**TASK DESCRIPTION**
Locate all lines in the data below that hold "Some" and show them.

**GIVEN ENTRIES**
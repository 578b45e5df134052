/// Log output format selected by `LOG_FORMAT`.
#[derive(Debug, Clone, Copy, PartialEq, Eq)]
pub enum LogFormat {
    /// Human-readable lines (default).
    Pretty,
    /// One JSON object per event.
    Json,
}

/// Server configuration loaded from environment variables.
///
/// All fields have defaults suitable for local development.
#[derive(Debug, Clone)]
pub struct ServerConfig {
    /// Bind address (default: `0.0.0.0`).
    pub host: String,
    /// Bind port (default: `5000`).
    pub port: u16,
    /// Allowed CORS origins from comma-separated `CORS_ORIGINS`.
    /// A single `*` allows any origin.
    pub cors_origins: Vec<String>,
    /// HTTP request timeout in seconds (default: `30`).
    pub request_timeout_secs: u64,
    pub log_format: LogFormat,
}

impl ServerConfig {
    /// Load configuration from environment variables with defaults.
    ///
    /// | Env Var                | Default   |
    /// |------------------------|-----------|
    /// | `HOST`                 | `0.0.0.0` |
    /// | `PORT`                 | `5000`    |
    /// | `CORS_ORIGINS`         | `*`       |
    /// | `REQUEST_TIMEOUT_SECS` | `30`      |
    /// | `LOG_FORMAT`           | `pretty`  |
    pub fn from_env() -> Self {
        let host = std::env::var("HOST").unwrap_or_else(|_| "0.0.0.0".into());

        let port: u16 = std::env::var("PORT")
            .unwrap_or_else(|_| "5000".into())
            .parse()
            .expect("PORT must be a valid u16");

        let cors_origins = parse_origins(
            &std::env::var("CORS_ORIGINS").unwrap_or_else(|_| "*".into()),
        );

        let request_timeout_secs: u64 = std::env::var("REQUEST_TIMEOUT_SECS")
            .unwrap_or_else(|_| "30".into())
            .parse()
            .expect("REQUEST_TIMEOUT_SECS must be a valid u64");

        let log_format = log_format_from(std::env::var("LOG_FORMAT").ok().as_deref());

        Self {
            host,
            port,
            cors_origins,
            request_timeout_secs,
            log_format,
        }
    }

    /// Whether CORS should accept every origin.
    pub fn allows_any_origin(&self) -> bool {
        self.cors_origins.is_empty() || self.cors_origins.iter().any(|o| o == "*")
    }
}

fn parse_origins(raw: &str) -> Vec<String> {
    raw.split(',')
        .map(|s| s.trim().to_string())
        .filter(|s| !s.is_empty())
        .collect()
}

/// Log format from `LOG_FORMAT`: `json` selects JSON, anything else is pretty.
pub fn log_format_from(value: Option<&str>) -> LogFormat {
    match value.map(str::trim) {
        Some(v) if v.eq_ignore_ascii_case("json") => LogFormat::Json,
        _ => LogFormat::Pretty,
    }
}

#[cfg(test)]
mod tests {
    use super::*;

    fn config_with(origins: &str) -> ServerConfig {
        ServerConfig {
            host: "127.0.0.1".into(),
            port: 0,
            cors_origins: parse_origins(origins),
            request_timeout_secs: 30,
            log_format: LogFormat::Pretty,
        }
    }

    #[test]
    fn origins_are_trimmed_and_split() {
        let config = config_with(" http://localhost:3000 , https://abaad.example ,");
        assert_eq!(
            config.cors_origins,
            vec!["http://localhost:3000", "https://abaad.example"]
        );
        assert!(!config.allows_any_origin());
    }

    #[test]
    fn wildcard_allows_any_origin() {
        assert!(config_with("*").allows_any_origin());
        assert!(config_with("").allows_any_origin());
    }

    #[test]
    fn log_format_parsing() {
        assert_eq!(log_format_from(Some("json")), LogFormat::Json);
        assert_eq!(log_format_from(Some("JSON ")), LogFormat::Json);
        assert_eq!(log_format_from(Some("pretty")), LogFormat::Pretty);
        assert_eq!(log_format_from(None), LogFormat::Pretty);
    }
}
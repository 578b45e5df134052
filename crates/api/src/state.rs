/// Shared application state available to all Axum handlers via `State<AppState>`.
///
/// Cheaply cloneable: the pool is reference-counted internally.
#[derive(Clone)]
pub struct AppState {
    /// Database connection pool.
    pub pool: abaad_db::DbPool,
}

**OUTPUT FOR THIS EXERCISE**
        Some(v) if v.eq_ignore_ascii_case("json") => LogFormat::Json,
        assert_eq!(log_format_from(Some("json")), LogFormat::Json);
        assert_eq!(log_format_from(Some("JSON ")), LogFormat::Json);
        assert_eq!(log_format_from(Some("pretty")), LogFormat::Pretty);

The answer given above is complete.